Does Fear Cloud Your Intuition? The 5 Gut Instincts You Should Never Ignore

by | Jan 30, 2011

A quirky urge. A quiet murmur in your head. A queasy feeling in your gut. A subtle sense of foreboding. A subtle sense of foreboding or a profound yet explicable knowing that “this feels right”. That was the feeling I had soon after I began going out with my husband nearly twenty years ago (which I’m glad I listened to!)… and it’s the feeling I still rely on to help me make the big decisions today. And some smaller one’s too. Like to believe my seven  year old son this morning when he said he couldn’t go to school because his tummy hurt. If I had a dollar for every time my kids fed me that line I’d be bathing in milk, but I had a  gut feel this morning as I jockeyed my kids out the door that this time I needed to believe him. I handed him a bucket. Two minutes later it was put to good use. Ah… mothers instinct served me well. My floor rug too.

Uninhibited by our biases and judgments, wired only to perception, it can lead us to predictions we often marvel at. “Somehow I just knew,” we say later about a hidden danger we just knew to veer aware from or an opportunity we spontaneously seized despite knowing little about it.  Beyond our conscious awareness, we read miniscule untaught signals, that point us to pay attention to something… or someone.

Sometimes our intuition gives rise to an acute feeling of fear. A primal emotion that exists to keep us safe, genuine fear is intended to be brief, not to hang around for a long period of time. So people who move through life constantly on ‘high alert’ for danger – whether in the form of killer viruses, catastrophes, or predatory people – have no capacity left to pick up the signals their intuition may be feeding them. Their anxiety keeps them from tuning in to those ‘gut instincts’ that truly do signal us to pay special attention.

The notion that “A little worry never hurt anyone” is simply untrue. Worry is a fear we manufacture. Of course if you like being a worry-wart, go for it. But do so knowing that worry is a choice, and like every choice, it has consequences.  More people die in America every year of anxiety-related ailments – heart disease, high blood pressure, depression and nervous habits like smoking – than all the victims of super bug viruses, violent crimes and airplane crashes combined.  One in three Americans fear being a victim of violent crime, only one in 150 actually will be.  That makes for an awful lot of unnecessary worry, and a lost opportunity to benefit from the messages our intuition sends our way. As Gavin De Becker says in his book The Gift of Fear:  “Precautions are constructive, whereas remaining in a state of fear is destructive.” I would add to that, that it’s also a real vampire when it comes to sucking all the fun and joy out of life.
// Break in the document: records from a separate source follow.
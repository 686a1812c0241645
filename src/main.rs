use std::path::PathBuf;
use std::process::ExitCode;
use std::time::Duration;

use clap::{Parser, Subcommand};
use tracing_subscriber::EnvFilter;

use murmur::voice::{AudioCapture, AudioPlayback, TextToSpeech};
use murmur::{Config, Console};

/// murmur - interactive voice transcription console
#[derive(Parser)]
#[command(name = "murmur", version, about)]
struct Cli {
    /// Ambient noise calibration duration in seconds (0 disables)
    #[arg(long, env = "MURMUR_CALIBRATION")]
    calibration: Option<f64>,

    /// Max seconds to wait for speech to start (0 disables)
    #[arg(long, env = "MURMUR_TIMEOUT")]
    timeout: Option<f64>,

    /// Max phrase duration in seconds (0 disables)
    #[arg(long, env = "MURMUR_PHRASE_LIMIT")]
    phrase_limit: Option<f64>,

    /// Do not speak recognized text back
    #[arg(long)]
    no_speak_back: bool,

    /// Browser executable for opening destinations
    #[arg(long, env = "MURMUR_BROWSER")]
    browser: Option<PathBuf>,

    /// Increase verbosity (-v, -vv, -vvv)
    #[arg(short, long, action = clap::ArgAction::Count)]
    verbose: u8,

    #[command(subcommand)]
    command: Option<Command>,
}

#[derive(Subcommand)]
enum Command {
    /// Test microphone input
    TestMic {
        /// Duration in seconds
        #[arg(short, long, default_value = "5")]
        duration: u64,
    },
    /// Test speaker output
    TestSpeaker,
    /// Test TTS output
    TestTts {
        /// Text to speak
        #[arg(default_value = "Hello! This is a test of the text to speech system.")]
        text: String,
    },
    /// Interactive first-run setup
    Setup,
}

#[tokio::main]
async fn main() -> ExitCode {
    let cli = Cli::parse();

    // Set up logging based on verbosity
    let filter = match cli.verbose {
        0 => "warn,murmur=info",
        1 => "info,murmur=debug",
        2 => "debug",
        _ => "trace",
    };

    tracing_subscriber::fmt()
        .with_env_filter(EnvFilter::new(filter))
        .init();

    match run(cli).await {
        Ok(()) => ExitCode::SUCCESS,
        Err(e) => {
            tracing::error!("fatal: {e}");
            ExitCode::FAILURE
        }
    }
}

#[allow(clippy::future_not_send)]
async fn run(cli: Cli) -> anyhow::Result<()> {
    // Handle subcommands
    if let Some(cmd) = cli.command {
        return match cmd {
            Command::TestMic { duration } => test_mic(duration).await,
            Command::TestSpeaker => test_speaker().await,
            Command::TestTts { text } => test_tts(&text).await,
            Command::Setup => murmur::setup::run_setup(),
        };
    }

    // Load configuration and apply CLI overrides
    let mut config = Config::load()?;
    if let Some(v) = cli.calibration {
        config.listen.calibration_secs = v;
    }
    if let Some(v) = cli.timeout {
        config.listen.timeout_secs = v;
    }
    if let Some(v) = cli.phrase_limit {
        config.listen.phrase_limit_secs = v;
    }
    if cli.no_speak_back {
        config.listen.speak_back = false;
    }
    if cli.browser.is_some() {
        config.browser.executable = cli.browser;
    }
    config.listen.validate()?;

    tracing::debug!(?config.listen, "starting console");

    let mut console = Console::new(&config)?;
    console.run().await
}

/// Test microphone input
#[allow(clippy::future_not_send)]
async fn test_mic(duration: u64) -> anyhow::Result<()> {
    println!("Testing microphone for {duration} seconds...");
    println!("Speak into your microphone!\n");

    let mut capture = AudioCapture::new()?;
    capture.start()?;

    let sample_rate = capture.sample_rate();
    println!("Sample rate: {sample_rate} Hz");
    println!("---");

    for i in 0..duration {
        tokio::time::sleep(Duration::from_secs(1)).await;

        let samples = capture.peek_buffer();
        let energy = calculate_rms(&samples);
        let peak = samples.iter().map(|s| s.abs()).fold(0.0f32, f32::max);

        // Visual meter
        #[allow(clippy::cast_possible_truncation, clippy::cast_sign_loss)]
        let meter_len = (energy * 100.0).min(50.0) as usize;
        let meter: String = "#".repeat(meter_len) + &" ".repeat(50 - meter_len);

        println!(
            "[{:2}s] RMS: {:.4} | Peak: {:.4} | [{}]",
            i + 1,
            energy,
            peak,
            meter
        );

        // Clear buffer each second
        capture.clear_buffer();
    }

    capture.stop();

    println!("\n---");
    println!("If you saw movement in the meter, your mic is working!");
    println!("If RMS stayed near 0, check:");
    println!("  1. Is your mic plugged in?");
    println!("  2. Run: pactl info | grep 'Default Source'");
    println!("  3. Run: arecord -l (to list devices)");

    Ok(())
}

/// Calculate RMS energy
#[allow(clippy::cast_precision_loss)]
fn calculate_rms(samples: &[f32]) -> f32 {
    if samples.is_empty() {
        return 0.0;
    }
    let sum_squares: f32 = samples.iter().map(|s| s * s).sum();
    (sum_squares / samples.len() as f32).sqrt()
}

/// Test speaker output with a sine wave
async fn test_speaker() -> anyhow::Result<()> {
    println!("Testing speaker output...");
    println!("You should hear a 440Hz tone for 2 seconds\n");

    let mut playback = AudioPlayback::new()?;

    // Generate 2 seconds of 440Hz sine wave at 24kHz sample rate
    let sample_rate = 24000_i32;
    let frequency = 440.0_f32;
    let duration_secs = 2.0_f32;
    #[allow(
        clippy::cast_possible_truncation,
        clippy::cast_sign_loss,
        clippy::cast_precision_loss
    )]
    let num_samples = (sample_rate as f32 * duration_secs) as usize;

    #[allow(clippy::cast_precision_loss)]
    let samples: Vec<f32> = (0..num_samples)
        .map(|i| {
            let t = i as f32 / sample_rate as f32;
            (2.0 * std::f32::consts::PI * frequency * t).sin() * 0.3 // 30% volume
        })
        .collect();

    println!("Playing {} samples at {} Hz...", samples.len(), sample_rate);

    playback.play(samples).await?;

    println!("\n---");
    println!("If you heard the tone, your speakers are working!");
    println!("If you didn't hear anything, check:");
    println!("  1. Run: pactl info | grep 'Default Sink'");
    println!("  2. Run: pactl list sinks short");

    Ok(())
}

/// Test TTS output
#[allow(clippy::future_not_send)]
async fn test_tts(text: &str) -> anyhow::Result<()> {
    println!("Testing TTS with text: \"{text}\"\n");

    let config = Config::load()?;
    let tts = TextToSpeech::from_config(&config.speech, &config.api_keys)?;

    println!("Synthesizing speech...");
    let mp3_data = tts.synthesize(text).await?;
    println!("Got {} bytes of audio data", mp3_data.len());

    println!("Playing audio...");
    let mut playback = AudioPlayback::new()?;
    playback.play_mp3(&mp3_data).await?;

    println!("\n---");
    println!("If you heard the speech, TTS is working!");

    Ok(())
}
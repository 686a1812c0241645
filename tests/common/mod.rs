//! Shared test utilities

use murmur::voice::SAMPLE_RATE;

/// Generate sine wave audio samples
#[must_use]
#[allow(clippy::cast_precision_loss, clippy::cast_possible_truncation, clippy::cast_sign_loss)]
pub fn sine_samples(frequency: f32, duration_secs: f32, amplitude: f32) -> Vec<f32> {
    let num_samples = (SAMPLE_RATE as f32 * duration_secs) as usize;
    (0..num_samples)
        .map(|i| {
            let t = i as f32 / SAMPLE_RATE as f32;
            amplitude * (2.0 * std::f32::consts::PI * frequency * t).sin()
        })
        .collect()
}

/// Generate silence
#[must_use]
#[allow(clippy::cast_precision_loss, clippy::cast_possible_truncation, clippy::cast_sign_loss)]
pub fn silence(duration_secs: f32) -> Vec<f32> {
    let num_samples = (SAMPLE_RATE as f32 * duration_secs) as usize;
    vec![0.0; num_samples]
}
When I was 21 I set off around the world with a backpack and sense of adventure. Along the way I met thousands of people and developed a keen sixth sense about those whom I could trust, and those whom I was best to steer clear of.  I remember meeting a man on an Amtrak train from St. Petersburg to Miami who was an off duty Amtrak conductor. Upon learning that the Amtrak station in Miami was miles from the South Beach hostel where I was meeting up with my college girlfriend Mia, and that the public bus schedule on Sundays was very limited, this man offered to give me a lift. Not only would it save me a hefty cab fare but also hours of public bus joy.  While I’m sure most parents would have been mortified by the idea of their 21 year old daughter jumping in a car with a near stranger, I had a strong sense that he was genuinely trying to help. And my intuition proved correct. As he dropped me off he told me that I probably shouldn’t have accepted the ride with him, was glad I did, but to be less trusting of strange men next time.   I thanked him for his advice, promised him I’d be careful and continued on to travel to far more off the beaten track places and meet many other equally generous and genuine people, all the while guided by my ‘gut feel’.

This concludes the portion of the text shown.